Problem description
Select the lines of the records containing the word "AtomicUsize" and list them.
[[ Material to process, beginning ]]
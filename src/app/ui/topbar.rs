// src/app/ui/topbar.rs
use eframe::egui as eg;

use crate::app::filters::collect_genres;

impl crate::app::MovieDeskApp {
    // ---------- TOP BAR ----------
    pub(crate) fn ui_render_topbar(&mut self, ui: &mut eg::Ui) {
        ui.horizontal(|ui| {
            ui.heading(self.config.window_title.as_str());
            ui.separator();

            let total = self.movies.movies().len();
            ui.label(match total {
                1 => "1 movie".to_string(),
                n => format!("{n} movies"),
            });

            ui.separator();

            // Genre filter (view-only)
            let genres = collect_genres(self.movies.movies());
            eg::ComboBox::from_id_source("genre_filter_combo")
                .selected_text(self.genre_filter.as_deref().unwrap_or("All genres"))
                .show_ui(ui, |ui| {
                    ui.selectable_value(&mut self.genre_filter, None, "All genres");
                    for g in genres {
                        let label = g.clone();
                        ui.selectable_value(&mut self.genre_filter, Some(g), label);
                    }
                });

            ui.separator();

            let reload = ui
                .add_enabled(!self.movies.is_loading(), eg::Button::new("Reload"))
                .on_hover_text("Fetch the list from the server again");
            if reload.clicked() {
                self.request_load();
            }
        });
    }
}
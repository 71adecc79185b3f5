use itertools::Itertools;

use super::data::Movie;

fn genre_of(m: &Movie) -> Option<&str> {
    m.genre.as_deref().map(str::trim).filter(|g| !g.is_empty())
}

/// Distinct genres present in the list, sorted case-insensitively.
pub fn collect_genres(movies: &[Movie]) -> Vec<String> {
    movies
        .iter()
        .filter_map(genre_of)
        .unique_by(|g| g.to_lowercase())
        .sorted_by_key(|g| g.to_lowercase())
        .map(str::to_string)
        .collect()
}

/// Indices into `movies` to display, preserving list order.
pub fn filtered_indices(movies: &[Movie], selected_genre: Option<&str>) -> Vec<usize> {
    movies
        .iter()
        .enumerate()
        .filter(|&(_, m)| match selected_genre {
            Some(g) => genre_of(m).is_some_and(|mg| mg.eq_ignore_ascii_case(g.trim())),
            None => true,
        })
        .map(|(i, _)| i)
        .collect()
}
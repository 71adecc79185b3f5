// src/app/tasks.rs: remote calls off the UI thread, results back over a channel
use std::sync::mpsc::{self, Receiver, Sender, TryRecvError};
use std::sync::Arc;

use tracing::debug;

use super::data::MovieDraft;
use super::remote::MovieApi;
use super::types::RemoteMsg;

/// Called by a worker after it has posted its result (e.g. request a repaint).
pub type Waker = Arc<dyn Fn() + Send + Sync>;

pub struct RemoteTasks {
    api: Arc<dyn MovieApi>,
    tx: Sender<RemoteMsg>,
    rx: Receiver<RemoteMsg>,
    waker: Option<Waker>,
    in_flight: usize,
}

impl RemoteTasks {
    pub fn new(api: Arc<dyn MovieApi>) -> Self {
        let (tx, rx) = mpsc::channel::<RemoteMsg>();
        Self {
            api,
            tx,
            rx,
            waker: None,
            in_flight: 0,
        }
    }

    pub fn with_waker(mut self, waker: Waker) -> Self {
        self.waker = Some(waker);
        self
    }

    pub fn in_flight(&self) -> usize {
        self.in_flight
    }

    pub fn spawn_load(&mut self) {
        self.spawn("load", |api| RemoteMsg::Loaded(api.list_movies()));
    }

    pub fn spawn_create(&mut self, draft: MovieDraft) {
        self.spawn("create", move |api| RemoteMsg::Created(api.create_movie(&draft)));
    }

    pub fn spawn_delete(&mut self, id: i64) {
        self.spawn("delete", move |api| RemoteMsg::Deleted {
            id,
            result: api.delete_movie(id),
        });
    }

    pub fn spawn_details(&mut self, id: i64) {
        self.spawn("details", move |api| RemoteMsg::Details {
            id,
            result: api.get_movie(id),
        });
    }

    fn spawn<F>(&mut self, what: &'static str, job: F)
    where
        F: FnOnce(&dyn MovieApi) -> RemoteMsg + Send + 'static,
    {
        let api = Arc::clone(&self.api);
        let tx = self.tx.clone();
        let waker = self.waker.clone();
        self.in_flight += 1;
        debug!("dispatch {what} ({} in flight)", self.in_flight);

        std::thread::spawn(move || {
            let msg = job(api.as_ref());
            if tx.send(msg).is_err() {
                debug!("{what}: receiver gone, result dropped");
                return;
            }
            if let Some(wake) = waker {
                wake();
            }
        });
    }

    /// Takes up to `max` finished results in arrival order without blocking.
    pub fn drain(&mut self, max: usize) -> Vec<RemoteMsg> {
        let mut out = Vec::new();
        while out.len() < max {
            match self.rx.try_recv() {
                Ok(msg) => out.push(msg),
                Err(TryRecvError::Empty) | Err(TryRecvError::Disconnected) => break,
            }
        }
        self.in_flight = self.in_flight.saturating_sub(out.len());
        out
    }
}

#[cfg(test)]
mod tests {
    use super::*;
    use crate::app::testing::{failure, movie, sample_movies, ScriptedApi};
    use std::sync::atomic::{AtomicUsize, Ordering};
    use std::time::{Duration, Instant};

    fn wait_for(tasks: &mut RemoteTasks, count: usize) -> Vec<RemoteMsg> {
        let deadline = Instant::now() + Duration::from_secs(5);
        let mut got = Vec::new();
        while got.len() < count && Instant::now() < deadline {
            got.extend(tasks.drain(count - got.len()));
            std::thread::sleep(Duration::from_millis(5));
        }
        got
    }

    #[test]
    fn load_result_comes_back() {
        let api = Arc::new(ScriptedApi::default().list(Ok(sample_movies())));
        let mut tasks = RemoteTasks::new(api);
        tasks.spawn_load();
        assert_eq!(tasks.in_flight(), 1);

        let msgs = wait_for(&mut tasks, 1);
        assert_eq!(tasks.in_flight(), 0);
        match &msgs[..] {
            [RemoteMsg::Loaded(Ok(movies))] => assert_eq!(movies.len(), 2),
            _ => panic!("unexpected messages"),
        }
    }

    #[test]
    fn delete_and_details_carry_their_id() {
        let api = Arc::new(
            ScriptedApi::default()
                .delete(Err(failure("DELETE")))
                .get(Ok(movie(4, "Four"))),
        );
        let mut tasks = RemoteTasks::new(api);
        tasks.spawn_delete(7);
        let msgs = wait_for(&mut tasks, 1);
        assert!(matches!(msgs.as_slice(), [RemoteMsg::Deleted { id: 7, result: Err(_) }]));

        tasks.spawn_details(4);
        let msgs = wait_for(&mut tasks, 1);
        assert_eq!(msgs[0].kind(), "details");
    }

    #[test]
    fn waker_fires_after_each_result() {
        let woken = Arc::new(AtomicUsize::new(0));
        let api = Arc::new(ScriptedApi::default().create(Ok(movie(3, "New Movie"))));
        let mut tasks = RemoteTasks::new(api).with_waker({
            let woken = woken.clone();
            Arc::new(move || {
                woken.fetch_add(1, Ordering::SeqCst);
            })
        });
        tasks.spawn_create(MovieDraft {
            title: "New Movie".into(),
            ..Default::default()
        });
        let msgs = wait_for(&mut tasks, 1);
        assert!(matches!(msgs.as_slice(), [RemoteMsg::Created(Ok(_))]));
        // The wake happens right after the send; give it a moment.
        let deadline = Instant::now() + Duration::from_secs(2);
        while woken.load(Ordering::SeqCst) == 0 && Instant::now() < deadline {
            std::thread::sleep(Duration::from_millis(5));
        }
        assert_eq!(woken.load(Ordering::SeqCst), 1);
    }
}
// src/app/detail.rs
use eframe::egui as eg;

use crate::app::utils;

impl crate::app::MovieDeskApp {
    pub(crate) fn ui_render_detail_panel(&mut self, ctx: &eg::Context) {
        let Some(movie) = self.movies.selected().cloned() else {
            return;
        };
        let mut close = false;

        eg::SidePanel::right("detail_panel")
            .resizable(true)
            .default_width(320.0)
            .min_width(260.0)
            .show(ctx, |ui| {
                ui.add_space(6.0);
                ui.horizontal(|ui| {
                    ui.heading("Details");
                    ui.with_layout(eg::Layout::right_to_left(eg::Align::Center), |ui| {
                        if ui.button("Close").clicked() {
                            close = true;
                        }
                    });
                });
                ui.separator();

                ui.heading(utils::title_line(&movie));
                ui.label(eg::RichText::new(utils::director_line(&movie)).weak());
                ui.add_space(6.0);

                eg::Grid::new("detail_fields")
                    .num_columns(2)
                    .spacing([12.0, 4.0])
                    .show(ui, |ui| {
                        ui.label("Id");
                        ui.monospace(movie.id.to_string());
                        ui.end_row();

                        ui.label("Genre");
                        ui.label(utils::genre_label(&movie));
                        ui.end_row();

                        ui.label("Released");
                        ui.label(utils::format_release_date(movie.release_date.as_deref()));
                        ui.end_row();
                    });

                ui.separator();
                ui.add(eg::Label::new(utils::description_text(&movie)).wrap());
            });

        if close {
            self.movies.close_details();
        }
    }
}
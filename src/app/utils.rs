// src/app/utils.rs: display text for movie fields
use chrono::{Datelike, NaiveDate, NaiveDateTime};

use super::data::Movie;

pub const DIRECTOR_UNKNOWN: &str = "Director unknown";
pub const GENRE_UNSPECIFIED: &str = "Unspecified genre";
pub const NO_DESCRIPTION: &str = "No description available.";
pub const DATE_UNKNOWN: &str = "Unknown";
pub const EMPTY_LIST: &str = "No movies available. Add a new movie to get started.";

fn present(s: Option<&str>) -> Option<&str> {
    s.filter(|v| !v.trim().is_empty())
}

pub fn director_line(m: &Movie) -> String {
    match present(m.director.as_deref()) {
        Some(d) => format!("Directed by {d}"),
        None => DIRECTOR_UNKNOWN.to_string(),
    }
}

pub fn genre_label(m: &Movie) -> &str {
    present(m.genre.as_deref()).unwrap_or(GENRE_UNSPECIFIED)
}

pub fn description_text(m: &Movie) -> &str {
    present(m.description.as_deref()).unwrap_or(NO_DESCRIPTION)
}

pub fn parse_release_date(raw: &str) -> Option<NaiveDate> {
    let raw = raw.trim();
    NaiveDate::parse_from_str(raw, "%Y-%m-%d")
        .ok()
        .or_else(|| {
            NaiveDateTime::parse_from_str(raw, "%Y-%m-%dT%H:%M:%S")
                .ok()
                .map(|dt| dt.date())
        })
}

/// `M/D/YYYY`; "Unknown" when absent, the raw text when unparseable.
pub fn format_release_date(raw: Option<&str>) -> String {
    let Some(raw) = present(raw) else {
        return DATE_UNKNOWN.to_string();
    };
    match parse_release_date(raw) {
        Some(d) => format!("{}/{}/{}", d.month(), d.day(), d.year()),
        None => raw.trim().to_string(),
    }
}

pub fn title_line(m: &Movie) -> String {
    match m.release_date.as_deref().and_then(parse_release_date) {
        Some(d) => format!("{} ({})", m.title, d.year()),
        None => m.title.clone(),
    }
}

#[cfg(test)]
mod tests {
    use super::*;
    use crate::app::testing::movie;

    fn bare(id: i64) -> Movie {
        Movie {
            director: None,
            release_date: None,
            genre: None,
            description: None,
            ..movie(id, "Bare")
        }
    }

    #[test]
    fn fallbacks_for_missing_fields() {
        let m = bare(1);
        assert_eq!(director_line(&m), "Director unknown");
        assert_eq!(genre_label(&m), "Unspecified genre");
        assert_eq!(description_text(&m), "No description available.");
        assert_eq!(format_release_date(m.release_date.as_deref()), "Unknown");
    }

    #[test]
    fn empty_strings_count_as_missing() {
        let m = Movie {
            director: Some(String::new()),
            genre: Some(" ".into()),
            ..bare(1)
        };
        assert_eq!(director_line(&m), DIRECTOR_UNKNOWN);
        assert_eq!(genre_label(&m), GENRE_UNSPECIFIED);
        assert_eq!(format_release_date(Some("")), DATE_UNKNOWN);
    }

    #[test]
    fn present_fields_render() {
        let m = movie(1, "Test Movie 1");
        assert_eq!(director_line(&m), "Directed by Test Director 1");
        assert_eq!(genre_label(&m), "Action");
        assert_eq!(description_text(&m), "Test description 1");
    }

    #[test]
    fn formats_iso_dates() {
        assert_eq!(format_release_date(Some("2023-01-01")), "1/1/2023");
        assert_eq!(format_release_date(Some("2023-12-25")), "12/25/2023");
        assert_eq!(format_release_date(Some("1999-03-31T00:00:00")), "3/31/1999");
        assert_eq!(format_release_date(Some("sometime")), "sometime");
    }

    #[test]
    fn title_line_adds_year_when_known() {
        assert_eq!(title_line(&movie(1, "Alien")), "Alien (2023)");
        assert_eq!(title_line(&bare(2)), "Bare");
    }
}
[[ Material to process, end ]]
Solution for this exercise
    use std::sync::atomic::{AtomicUsize, Ordering};
        let woken = Arc::new(AtomicUsize::new(0));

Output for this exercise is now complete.